To:       ARTBA Board of Directors
            ARTBA Council of State Executives

From:   Pete Ruane
Re:      The Infrastructure Conversation: Part 2
Date:    November 18, 2016

Last week, I updated you on the details of President-elect Trump’s infrastructure plan and the tepid response from House Speaker Paul Ryan (R-Wis.) and Senate Majority Leader Mitch McConnell (R-Ky.) to such a package.  Things have certainly changed this week.  A high profile infrastructure discussion is now underway, but I wouldn’t buy a bridge from anyone who tells you they know what is going to happen.
Notable components of the week’s conversation:

  • House Majority Leader Kevin McCarthy (R-Calif.), Nov. 14: “I think the infrastructure of America is lagging far behind.  I think this is one that can be a priority.  I also believe it can be a bipartisan issue.”
  • House Transportation & Infrastructure (T+I) Committee Chairman Bill Shuster (R-Penn.), Nov. 14: “Look, we don’t have the details…We’re working very closely with his transition team and hopefully with the new department head to figure out how we’re going to pay for it.  It’s got to be fiscally responsible.”
  • House Transportation & Infrastructure Committee Ranking Member Peter DeFazio (D-Ore.), Nov. 14 regarding the Trump proposal: “The only details I’ve seen talks about doing this either by borrowing—which I’m not opposed to—or private capital…It only works for revenue generating projects…So it’ll help with individual sorts of projects, but it’s not any kind cure-all and it certainly isn’t going to get the big bang that Trump has talked about in infrastructure.”  DeFazio added, “There has to be a big federal portion or you’re not going to have a big infrastructure investment that addresses the country’s needs.”
  • Rep. Mark Meadows (R-N.C.), a member of the House T&I Committee and one of the most conservative members of the House, Nov. 14: “I think we believe that there needs to be additional infrastructure investment for bridges and roads…The mix of that—how much goes to mass transit, how much of it goes to bridges, roads, aviation, etc.—is a question mark on where we need to be.”
  • Steven Mnuchin, Trump transition team executive committee member and potential nominee for Treasury Secretary, Nov. 16, describing his conversations with the president-elect: “I think the other thing—very big focus—is regulatory changes, looking at the creation of an infrastructure bank to fund infrastructure investments…So there’s a lot of things to do and I’d say the economic priorities are clearly taxes, regulatory, trade and infrastructure.”
  • Senate Commerce Committee Chairman John Thune (R-S.D.), Nov. 16: “My guess is if that gets done, it probably hitches a ride on tax reform…I don’t know that just an infrastructure bill on its own, a stand-alone, would probably go anywhere.  But I think it’d have to be coupled with something that we view to be really advantageous in terms of growing the economy and stimulating the economy. 
  • According to media reports, one of Mr. Trump’s tax advisors, Stephen Moore of the Heritage Foundation, briefed Republican members of Congress on a proposal to use a one-time tax on the overseas earnings of U.S.-based multinational companies to pay for a boost of infrastructure spending.  A number of lawmakers in 2015 pushed repatriation as a way to fund the FAST Act, however, key members of the House and Senate tax committees opposed such a plan.
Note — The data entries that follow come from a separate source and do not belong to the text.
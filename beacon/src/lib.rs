//! # Beacon
//!
//! Live service discovery for the local network.
//!
//! Beacon provides:
//! - **Instancers** that re-resolve a service on a fixed interval and keep
//!   the latest instance list (or the latest error) in a cache
//! - **Fan-out** of every state change to any number of subscriber channels
//! - **mDNS / DNS-SD** lookups and announcements via `mdns-sd`
//!
//! ## Quick Start
//!
//! ```rust
//! use beacon::{Instancer, InstancerOptions, StaticResolver};
//! use std::net::SocketAddr;
//!
//! # tokio::runtime::Runtime::new().unwrap().block_on(async {
//! // A resolver with known instances (use `Instancer::new` for mDNS)
//! let resolver = StaticResolver::new();
//! let addr: SocketAddr = "127.0.0.1:9000".parse().unwrap();
//! resolver.add_endpoint("_api._tcp", addr);
//!
//! let instancer = Instancer::with_resolver("_api._tcp", InstancerOptions::default(), resolver)
//!     .await
//!     .unwrap();
//!
//! // Subscribe before reading the state so no change is missed
//! let (tx, _rx) = tokio::sync::mpsc::channel(16);
//! instancer.register(tx);
//! let instances = instancer.state().into_result().unwrap();
//! assert_eq!(instances[0].addr, addr);
//!
//! instancer.stop().await;
//! # });
//! ```
//!
//! ## Features
//!
//! - `mdns` (default) - mDNS resolver, `Registrar` and `Instancer::new`
//!
//! ## Architecture
//!
//! Beacon is composed of several crates:
//!
//! - [`beacon-core`] - Endpoint, event and error types
//! - [`beacon-discovery`] - Lookup backends, cache, instancer and registrar

// Re-export core types
pub use beacon_core::{
    ConfigError, DiscoveryError, DiscoveryEvent, Endpoint, EntryError, QueryError,
};

// Re-export discovery
pub use beacon_discovery::{
    Cache, DEFAULT_DOMAIN, DEFAULT_LOOKUP_TIMEOUT, DEFAULT_REFRESH_INTERVAL, Instancer,
    InstancerOptions, Interface, Lookup, Query, StaticResolver,
};

#[cfg(feature = "mdns")]
pub use beacon_discovery::{MdnsInstancer, MdnsResolver, Registrar, Service};

/// Prelude module for convenient imports.
///
/// ```rust
/// use beacon::prelude::*;
/// ```
pub mod prelude {
    pub use crate::{
        DiscoveryError, DiscoveryEvent, Endpoint, Instancer, InstancerOptions, Lookup,
        StaticResolver,
    };

    #[cfg(feature = "mdns")]
    pub use crate::{MdnsResolver, Registrar, Service};
}

/// Version information.
pub const VERSION: &str = env!("CARGO_PKG_VERSION");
Finally, it was also reported that “Vice President-elect Mike Pence told a closed door meeting of the House Republican Conference, Nov. 17, that he and President-elect Trump want to focus on tax reform and relief, securing the border, repealing and eventually replacing Obamacare, creating jobs, increasing security and building infrastructure.”  He told his former House colleagues to “buckle up” for an anticipated ambitious opening to a new Administration.
Here are two takeaways:
First, either the president-elect has tapped into a latent demand on Capitol Hill to do more than the largely status quo 2015 surface transportation bill, or he is driving the interest of lawmakers.  Either way, the fact this discussion is ongoing from Trump Tower to the U.S. Capitol shows an opportunity may be available. 
Second, there is a big difference between an opportunity and a guarantee.  The people projecting a boom in infrastructure investment have no idea of the complexity and capriciousness of the legislative process.